In the project team's previous work, it was discovered that changes to surfactant’s chemical structure, surfactant-fuel interactions, and synergism between silicone and hydrocarbon surfactants could affect fire suppression significantly [34,36]. The project team showed that surfactant-fuel interactions and synergisms affect foam dynamics (foam spread on a burning fuel-pool surface, fuel permeation through foam layer covering the pool, and foam degradation), which are the key mechanisms by which an aqueous foam suppresses pool fires.

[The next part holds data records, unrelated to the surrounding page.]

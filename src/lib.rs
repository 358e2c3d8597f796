pub mod api;
pub mod args;
pub mod commands;
mod config;
pub mod earnings;
mod error;
pub mod model;
pub mod refresh;
pub mod snapshot;
pub mod table;
mod utils;


pub use api::Mode;
pub use config::Config;
pub use error::Error;
pub use error::Result;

Systematically varying the chemical structures to suppress surfactant-fuel diffusion and to increase synergistic interactions between the surfactants will lead to enhanced fire suppression for heptane and gasoline fuels. The project team will synthesize silicone-oxyethylene surfactants with varying head and tail structures. They will vary inorganic and organic parts, size, polarizability, steric crowding of the tail groups, and polarity of the head groups. This will be achieved by changing conformation (linear, branched, cyclic) and with methyl, and ionic substituents. They will also use low viscosity, drop-in, solvents/additives as surfactant reinforcers to affect hydrogen bonding and micelles in solution.

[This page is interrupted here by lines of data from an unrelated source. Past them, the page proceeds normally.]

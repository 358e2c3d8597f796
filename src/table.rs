//! Free-text filtering and 1-based pagination shared by every table.

use serde::{Deserialize, Serialize};
use std::borrow::Cow;

/// Something a table can search. Each table chooses which of its fields the search box matches.
pub trait Searchable {
    /// The values a free-text query is matched against.
    fn search_fields(&self) -> Vec<Cow<'_, str>>;
}

/// Returns true if `query` is a case-insensitive substring of any of `fields`. A blank query
/// matches everything.
pub fn matches_query<S>(fields: &[S], query: &str) -> bool
where
    S: AsRef<str>,
{
    let needle = query.trim().to_lowercase();
    if needle.is_empty() {
        return true;
    }
    fields
        .iter()
        .any(|field| field.as_ref().to_lowercase().contains(&needle))
}

/// Keeps the items whose `fields` match `query`, preserving order.
pub fn filter_by<'a, T, F, S>(items: &'a [T], query: &str, fields: F) -> Vec<&'a T>
where
    F: Fn(&T) -> Vec<S>,
    S: AsRef<str>,
{
    items
        .iter()
        .filter(|item| matches_query(&fields(*item), query))
        .collect()
}

/// Keeps the items whose `Searchable::search_fields` match `query`, preserving order.
pub fn filter<'a, T>(items: &'a [T], query: &str) -> Vec<&'a T>
where
    T: Searchable,
{
    items
        .iter()
        .filter(|item| matches_query(&item.search_fields(), query))
        .collect()
}

/// The number of pages needed to show `total_count` items, `page_size` at a time.
pub fn total_pages(total_count: usize, page_size: usize) -> usize {
    if page_size == 0 {
        return 0;
    }
    total_count.div_ceil(page_size)
}

/// Returns page `current_page` (1-based) of `items`. A page past the end, page 0, or a page size of
/// 0 gives an empty slice.
pub fn paginate<T>(items: &[T], current_page: usize, page_size: usize) -> &[T] {
    if current_page == 0 || page_size == 0 {
        return &[];
    }
    let start = (current_page - 1).saturating_mul(page_size);
    if start >= items.len() {
        return &[];
    }
    let end = start.saturating_add(page_size).min(items.len());
    &items[start..end]
}

/// One page of a table along with what is needed to render its pager.
#[derive(Debug, Clone, PartialEq, Eq, Serialize, Deserialize)]
#[serde(rename_all = "camelCase")]
pub struct Page<T> {
    items: Vec<T>,
    page: usize,
    page_size: usize,
    total_count: usize,
    total_pages: usize,
}

impl<T> Page<T>
where
    T: Clone,
{
    /// Slices page `page` out of the already filtered and sorted `items`.
    pub fn new(items: &[T], page: usize, page_size: usize) -> Self {
        Self {
            items: paginate(items, page, page_size).to_vec(),
            page,
            page_size,
            total_count: items.len(),
            total_pages: total_pages(items.len(), page_size),
        }
    }
}

impl<T> Page<T> {
    pub fn items(&self) -> &[T] {
        &self.items
    }

    pub fn page(&self) -> usize {
        self.page
    }

    pub fn page_size(&self) -> usize {
        self.page_size
    }

    pub fn total_count(&self) -> usize {
        self.total_count
    }

    pub fn total_pages(&self) -> usize {
        self.total_pages
    }

    /// e.g. `Page 2 of 5 (93 items)`
    pub fn summary(&self) -> String {
        format!(
            "Page {} of {} ({} items)",
            self.page, self.total_pages, self.total_count
        )
    }
}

The project team will quantify the effects of changes to the surfactant chemical structures on bubble coalescence rate at the foam-fuel interface, in addition to the foam dynamics and fire extinction for heptane and gasoline fuels at bench-scale. In addition to the aliphatic fuels like heptane, gasoline contains branched/cyclic/aromatic fuels, lubricants, and other additives that can affect PFAS-free foams’ fire suppression differently from heptane. The project team will also screen for acute lethality endpoints (LC50), chronic sublethal toxicity endpoints (EC50, IC50, probabilistic no effect concentrations), and the impacts of biodegradation on new surfactant formulations and toxicity. For leading surfactant candidates, the project team will also conduct 28 ft2 MilSpec pool fire extinction test.
A PFAS-free alternative to the current AFFF will eliminate the bio-accumulative, environmentally persistent, and toxic perfluoroalkyl surfactants and any derivatives. This will be achieved by eliminating the presence of extremely stable carbon-fluorine chemical bonds from the surfactant molecules in the firefighting foam. The PFAS-free firefighting foam will be an improvement over the telomere-based fluorosurfactant products, which still contain carbon-fluorine bonds to a varying degree. The PFAS-free firefighting foam will lead to lower projected risks to the aquatic environment and human health. While it is expected to be substantially less detrimental to the environment, to be a successful alternative to AFFF, it must maintain essential fire suppression performance critical to Department of Defense applications and should have low viscosity to be compatible with existing hardware for a drop-in replacement unlike existing commercial PFAS-free foams.